> _TASK PROMPT_: Please say how many lines of the listing hold "analysis", with no other words in the answer.

━━━ SUPPLIED ENTRIES

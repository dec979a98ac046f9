//! Culprit CLI
//!
//! Attributes a crash to the changelists most likely responsible for it.
//! Reads a self-contained analysis input and writes a ranked culprit report.

use anyhow::Result;
use clap::{Parser, Subcommand};
use env_logger::Env;
use std::path::PathBuf;

use culprit_engine::commands::{
    display_schema, display_version, execute_analyze, validate_args, validate_config_file,
    validate_input_file, AnalyzeArgs,
};

/// Culprit - crash culprit attribution
#[derive(Parser, Debug)]
#[command(name = "culprit")]
#[command(version, about, long_about = None)]
struct Cli {
    /// Subcommand to execute
    #[command(subcommand)]
    command: Commands,

    /// Enable verbose logging
    #[arg(short, long, global = true)]
    verbose: bool,
}

/// Available commands
#[derive(Subcommand, Debug)]
enum Commands {
    /// Analyze a crash and rank suspected changelists
    Analyze {
        /// Path to analysis input JSON
        #[arg(short, long)]
        input: PathBuf,

        /// Engine configuration file (TOML)
        #[arg(short, long, env = "CULPRIT_CONFIG")]
        config: Option<PathBuf>,

        /// Output path for culprit JSON (placed in artifacts/ by default)
        #[arg(short, long, default_value = "artifacts/culprit.json")]
        output: PathBuf,

        /// Print text summary to stdout
        #[arg(long)]
        summary: bool,
    },

    /// Validate an analysis input or engine config file
    Validate {
        /// Path to analysis input JSON
        #[arg(short, long, required_unless_present = "config")]
        file: Option<PathBuf>,

        /// Path to engine config TOML
        #[arg(short, long)]
        config: Option<PathBuf>,
    },

    /// Display report schema information
    Schema {
        /// Show full schema details
        #[arg(long)]
        show: bool,
    },

    /// Display version information
    Version,
}

fn main() -> Result<()> {
    // Parse CLI arguments
    let cli = Cli::parse();

    // Setup logging
    let log_level = if cli.verbose { "debug" } else { "info" };
    env_logger::Builder::from_env(Env::default().default_filter_or(log_level)).init();

    // Execute command
    match cli.command {
        Commands::Analyze {
            input,
            config,
            mut output,
            summary,
        } => {
            // Ensure output goes to artifacts/ if no directory is specified
            if output.parent().map(|p| p.as_os_str().is_empty()).unwrap_or(true) {
                output = PathBuf::from("artifacts").join(output);
            }

            let args = AnalyzeArgs {
                input,
                config,
                output,
                print_summary: summary,
            };

            // Validate args first
            validate_args(&args)?;

            execute_analyze(args)?;
        }

        Commands::Validate { file, config } => {
            if let Some(file) = file {
                validate_input_file(file)?;
            }
            if let Some(config) = config {
                validate_config_file(config)?;
            }
        }

        Commands::Schema { show } => {
            display_schema(show);
        }

        Commands::Version => {
            display_version();
        }
    }

    Ok(())
}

━━━━━━

> _OUTPUT FOR THIS TASK_: 4